Gaspari ringrazia Spazzafumo: “Per cinque anni Festa 25 Aprile vissuta a lutto”

Le celebrazioni del 25 Aprile 2022

La banda cittadina è tornata a suonare “Bella ciao”

SAN BENEDETTO DEL TRONTO – Nei precedenti cinque anni di amministrazione di centrodestra, durante le celebrazioni della Festa della Liberazione non veniva intonata “Bella ciao”, l’inno della Resistenza. Oggi, lunedì 25 aprile 2022, durante la manifestazione la banda cittadina è tornata a suonare “Bella ciao”.

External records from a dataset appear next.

//! Filepath: src/infra/utils.rs
//! Utility helpers organized by small, focused structs.
//! All functions are associated fns to keep call sites
//! ergonomic, testable, and discoverable.

use std::fs;
use std::io;
use std::path::{Component, Path};

/// Slash-separated path string helpers
pub struct PathUtils;

impl PathUtils
{
    /// Render a relative path with `/` separators
    pub fn to_slash(path: &Path) -> String
    {
        let parts: Vec<String> = path
            .components()
            .filter_map(|c| match c
            {
                Component::Normal(s) => Some(s.to_string_lossy().into_owned()),
                _ => None,
            })
            .collect();

        parts.join("/")
    }

    /// Swap a trailing `.from` extension for `.to`; other names pass through
    pub fn replace_extension(
        name: &str,
        from: &str,
        to: &str,
    ) -> String
    {
        match name.strip_suffix(from)
        {
            Some(stem) if stem.ends_with('.') => format!("{stem}{to}"),
            _ => name.to_string(),
        }
    }

    /// True if the file name carries the given extension
    pub fn has_extension(
        path: &Path,
        ext: &str,
    ) -> bool
    {
        path.extension()
            .is_some_and(|e| e == ext)
    }
}

/// Filesystem write helpers for the mirrored tree
pub struct FsUtils;

impl FsUtils
{
    /// Clear the read-only bit of an existing file so it can be replaced.
    /// Missing files are fine.
    pub fn make_writable(path: &Path) -> io::Result<()>
    {
        let meta = match fs::metadata(path)
        {
            Ok(meta) => meta,
            Err(e) if e.kind() == io::ErrorKind::NotFound => return Ok(()),
            Err(e) => return Err(e),
        };

        let mut perms = meta.permissions();
        if perms.readonly()
        {
            #[cfg(unix)]
            {
                use std::os::unix::fs::PermissionsExt;
                perms.set_mode(perms.mode() | 0o200);
            }
            #[cfg(not(unix))]
            perms.set_readonly(false);

            fs::set_permissions(path, perms)?;
        }
        Ok(())
    }

    /// Set the executable bits for user, group and others (unix only)
    pub fn make_executable(path: &Path) -> io::Result<()>
    {
        #[cfg(unix)]
        {
            use std::os::unix::fs::PermissionsExt;
            let mut perms = fs::metadata(path)?.permissions();
            perms.set_mode(perms.mode() | 0o111);
            fs::set_permissions(path, perms)?;
        }
        #[cfg(not(unix))]
        let _ = path;
        Ok(())
    }

    /// Write text, creating parents and replacing read-only files
    pub fn write_text(
        path: &Path,
        contents: &str,
    ) -> io::Result<()>
    {
        Self::prepare_target(path)?;
        fs::write(path, contents)
    }

    /// Copy a file, creating parents and replacing read-only targets
    pub fn copy_file(
        from: &Path,
        to: &Path,
    ) -> io::Result<()>
    {
        Self::prepare_target(to)?;
        fs::copy(from, to)?;
        // Copies inherit the source mode; keep the mirror writable
        Self::make_writable(to)
    }

    fn prepare_target(path: &Path) -> io::Result<()>
    {
        if let Some(parent) = path.parent()
        {
            fs::create_dir_all(parent)?;
        }
        Self::make_writable(path)
    }
}

#[cfg(test)]
mod tests
{
    use std::path::PathBuf;

    use super::*;

    #[test]
    fn slash_paths()
    {
        let p: PathBuf = ["a", "b", "c.edl"].iter().collect();
        assert_eq!(PathUtils::to_slash(&p), "a/b/c.edl");
        assert_eq!(PathUtils::to_slash(Path::new("")), "");
    }

    #[test]
    fn extension_swap()
    {
        assert_eq!(PathUtils::replace_extension("sub/motor.edl", "edl", "opi"), "sub/motor.opi");
        assert_eq!(PathUtils::replace_extension("motor.png", "edl", "opi"), "motor.png");
        assert_eq!(PathUtils::replace_extension("noedl", "edl", "opi"), "noedl");
    }

    #[cfg(unix)]
    #[test]
    fn overwrites_read_only_file()
    {
        let tmp = tempfile::tempdir().unwrap();
        let path = tmp.path().join("nested/out.opi");
        FsUtils::write_text(&path, "one").unwrap();

        let mut perms = fs::metadata(&path).unwrap().permissions();
        perms.set_readonly(true);
        fs::set_permissions(&path, perms).unwrap();

        FsUtils::write_text(&path, "two").unwrap();
        assert_eq!(fs::read_to_string(&path).unwrap(), "two");
    }

    #[test]
    fn copy_creates_parents()
    {
        let tmp = tempfile::tempdir().unwrap();
        let src = tmp.path().join("a.png");
        fs::write(&src, "img").unwrap();

        let dst = tmp.path().join("x/y/a.png");
        FsUtils::copy_file(&src, &dst).unwrap();
        assert_eq!(fs::read_to_string(dst).unwrap(), "img");
    }
}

Il sindaco Antonio Spazzafumo ha voluto introdurre la giornata con  un post su Facebook che inizia così: “Grazie! È questa la prima parola che mi viene in mente ogni 25 Aprile: una parola importante che talvolta dimentichiamo, soprattutto in occasione di certe ricorrenze”.

A Spazzafumo ha risposto l’ex sindaco di centrosinistra Giovanni Gaspari: “Oggi il grazie va prima di tutto a te sindaco per aver ripristinato questa festa. Per i precedenti cinque anni, questa ricorrenza hanno tentato di farla vivere come un lutto, perché erano al governo i figli di quelli che se avessero vinto loro oggi eravamo ancora sotto dittatura ed invece per fortuna di liberazione si trattò e fu festa, e noi tutti facciamo festa per la riconquista libertà.

Fai bene poi caro sindaco a rendere un deferente ricordo e un grazie a quanti combatterono contro i nazi-fascisti a partire dai nostri martiri e patrioti. Grazie sindaco per aver riportato San Benedetto del Tronto ad essere una città normale”.

Ecco come si è svolta la celebrazione del 25 Aprile. Alla presenza delle massime autorità civili e militari e dei rappresentanti delle associazioni combattentistiche del territorio, il sindaco Spazzafumo ha presieduto la celebrazione della Festa della Liberazione. Accompagnato dalla massima autorità militare, il primo cittadino ha deposto corone al Monumento ai Caduti nella Grande Guerra, al Monumento ai Caduti per la Libertà in onore di tutti coloro che hanno dato la vita per la liberazione dal dominio nazifascista e, infine, al Monumento ai Caduti nella sede dell’Associazione Marinai d’Italia.

Prima di ringraziare e salutare i partecipanti (molti i cittadini che hanno preso parte al corteo aperto dal concerto bandistico cittadino), il sindaco ha voluto condividere un riflessione sull’importanza della Festa della Liberazione, sul suo significato e sulla necessità di osservare con gratitudine la memoria del sacrificio di chi ha combattuto per la libertà del Paese.